use serde::de::{Error, Visitor};
use serde::{Deserialize, Deserializer};
use std::error;
use std::fmt::Formatter;
use std::sync::Arc;
use thiserror;

const U8_MSB_EXTRACTOR: u8 = 0x80;
const KIND_EXTRACTOR: u8 = 0xF0;
const CHANNEL_EXTRACTOR: u8 = 0x0F;

const NOTE_OFF: u8 = 0x80;
const NOTE_ON: u8 = 0x90;
const CONTROL_CHANGE: u8 = 0xB0;

#[derive(Clone, Copy, Debug, PartialEq, Eq)]
pub struct Status(u8);

impl Status {
    pub fn as_u8(&self) -> u8 {
        self.0
    }

    pub fn from_u8(status: u8) -> Option<Status> {
        (status & U8_MSB_EXTRACTOR == U8_MSB_EXTRACTOR).then_some(Status(status))
    }

    /// Note-on status byte addressed to `channel` (0-15).
    pub fn note_on(channel: u8) -> Option<Status> {
        (channel <= CHANNEL_EXTRACTOR).then_some(Status(NOTE_ON | channel))
    }

    pub fn kind(&self) -> u8 {
        self.0 & KIND_EXTRACTOR
    }

    pub fn channel(&self) -> u8 {
        self.0 & CHANNEL_EXTRACTOR
    }
}

#[derive(Clone, Copy, Debug, PartialEq, Eq, PartialOrd, Ord, Hash)]
#[repr(transparent)]
pub struct DataByte(u8);

impl DataByte {
    pub fn as_u8(&self) -> u8 {
        self.0
    }

    pub fn from_u8(db: u8) -> Option<DataByte> {
        (db & U8_MSB_EXTRACTOR == 0).then_some(DataByte(db))
    }
}

struct DataByteVisitor;

impl<'de> Visitor<'de> for DataByteVisitor {
    type Value = DataByte;

    fn expecting(&self, formatter: &mut Formatter) -> std::fmt::Result {
        formatter.write_str("Expecting data byte to be u8 between 0x00 and 0x7F.")
    }

    fn visit_u64<E>(self, v: u64) -> Result<Self::Value, E>
    where
        E: Error,
    {
        let parse_res = u8::try_from(v).ok().and_then(DataByte::from_u8);

        match parse_res {
            None => Err(E::custom(format!(
                "Expecting data byte to be u8 between 0x00 and 0x7F. Got: {}.",
                v
            ))),
            Some(db) => Ok(db),
        }
    }

    fn visit_i64<E>(self, v: i64) -> Result<Self::Value, E>
    where
        E: Error,
    {
        match u64::try_from(v) {
            Ok(v) => self.visit_u64(v),
            Err(_) => Err(E::custom(format!(
                "Expecting data byte to be u8 between 0x00 and 0x7F. Got: {}.",
                v
            ))),
        }
    }

    // YAML and JSON map keys arrive as strings.
    fn visit_str<E>(self, v: &str) -> Result<Self::Value, E>
    where
        E: Error,
    {
        match v.trim().parse::<u64>() {
            Ok(v) => self.visit_u64(v),
            Err(_) => Err(E::custom(format!(
                "Expecting data byte to be u8 between 0x00 and 0x7F. Got: {:?}.",
                v
            ))),
        }
    }
}

impl<'de> Deserialize<'de> for DataByte {
    fn deserialize<D>(deserializer: D) -> Result<Self, D::Error>
    where
        D: Deserializer<'de>,
    {
        deserializer.deserialize_u8(DataByteVisitor)
    }
}

/// Outbound 3-byte channel message.
#[derive(Clone, Copy, Debug, PartialEq, Eq)]
pub struct MidiMessage {
    pub status: Status,
    pub fst_data_byte: DataByte,
    pub snd_data_byte: DataByte,
}

impl MidiMessage {
    /// `[0x90 + channel, note, velocity]`. Velocity 0 is how the controller
    /// is told to switch an LED off, so no note-off is ever produced here.
    pub fn note_on(channel: u8, note: u8, velocity: u8) -> Option<MidiMessage> {
        Some(MidiMessage {
            status: Status::note_on(channel)?,
            fst_data_byte: DataByte::from_u8(note)?,
            snd_data_byte: DataByte::from_u8(velocity)?,
        })
    }

    pub fn as_bytes(&self) -> [u8; 3] {
        [
            self.status.as_u8(),
            self.fst_data_byte.as_u8(),
            self.snd_data_byte.as_u8(),
        ]
    }
}

/// Decoded form of what the controller sends back to us.
#[derive(Clone, Copy, Debug, PartialEq, Eq)]
pub enum InboundMessage {
    NoteOn { note: u8, velocity: u8, channel: u8 },
    NoteOff { note: u8, channel: u8 },
    ControlChange { controller: u8, value: u8, channel: u8 },
}

impl InboundMessage {
    pub fn decode(bytes: &[u8]) -> Option<InboundMessage> {
        let (&status, data) = bytes.split_first()?;
        let status = Status::from_u8(status)?;
        let fst = data.first().copied().and_then(DataByte::from_u8)?.as_u8();
        let snd = data.get(1).copied().and_then(DataByte::from_u8)?.as_u8();
        let channel = status.channel();

        match status.kind() {
            NOTE_ON if snd > 0 => Some(InboundMessage::NoteOn {
                note: fst,
                velocity: snd,
                channel,
            }),
            NOTE_ON | NOTE_OFF => Some(InboundMessage::NoteOff { note: fst, channel }),
            CONTROL_CHANGE => Some(InboundMessage::ControlChange {
                controller: fst,
                value: snd,
                channel,
            }),
            _ => None,
        }
    }
}

#[derive(Debug, thiserror::Error)]
pub enum MidiSendFailed {
    #[error("No MIDI output device is connected.")]
    NoOutputs,
    #[error("Sending MIDI Message failed. Reason: {human_friendly_description}.")]
    Transport {
        human_friendly_description: String,
        #[source]
        underlying_error: Option<Box<dyn error::Error + Send + Sync>>,
    },
}

pub trait MidiSender {
    fn send(&self, msg: &MidiMessage) -> Result<(), MidiSendFailed>;

    fn has_outputs(&self) -> bool;
}

pub type SharedMidiSender = Arc<dyn MidiSender + Send + Sync + 'static>;

const NOTE_NAMES: [&str; 12] = [
    "C", "C#", "D", "D#", "E", "F", "F#", "G", "G#", "A", "A#", "B",
];

/// Human readable note name, e.g. `C4 (60)`.
pub fn note_name(note: u8) -> String {
    let octave = i32::from(note / 12) - 1;
    format!("{}{} ({})", NOTE_NAMES[usize::from(note % 12)], octave, note)
}

#[cfg(test)]
mod tests {
    use super::*;

    #[test]
    fn note_on_builds_channel_status() {
        let msg = MidiMessage::note_on(5, 12, 21).unwrap();
        assert_eq!(msg.as_bytes(), [0x95, 12, 21]);
        assert!(MidiMessage::note_on(16, 12, 21).is_none());
        assert!(MidiMessage::note_on(0, 128, 21).is_none());
    }

    #[test]
    fn decodes_inbound_messages() {
        assert_eq!(
            InboundMessage::decode(&[0x96, 5, 127]),
            Some(InboundMessage::NoteOn {
                note: 5,
                velocity: 127,
                channel: 6
            })
        );
        assert_eq!(
            InboundMessage::decode(&[0x90, 5, 0]),
            Some(InboundMessage::NoteOff { note: 5, channel: 0 })
        );
        assert_eq!(
            InboundMessage::decode(&[0xB0, 48, 100]),
            Some(InboundMessage::ControlChange {
                controller: 48,
                value: 100,
                channel: 0
            })
        );
        assert_eq!(InboundMessage::decode(&[0xF8]), None);
        assert_eq!(InboundMessage::decode(&[0x90, 5]), None);
    }

    #[test]
    fn names_notes() {
        assert_eq!(note_name(60), "C4 (60)");
        assert_eq!(note_name(0), "C-1 (0)");
        assert_eq!(note_name(127), "G9 (127)");
    }

    #[test]
    fn data_byte_rejects_out_of_range_values() {
        let ok: DataByte = serde_yaml::from_str("100").unwrap();
        assert_eq!(ok.as_u8(), 100);
        assert!(serde_yaml::from_str::<DataByte>("200").is_err());
    }
}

········

**What you will do**
Out of the records, collect only those lines that contain the string "enum".

**Finished exercise**
pub enum InboundMessage {
pub enum MidiSendFailed {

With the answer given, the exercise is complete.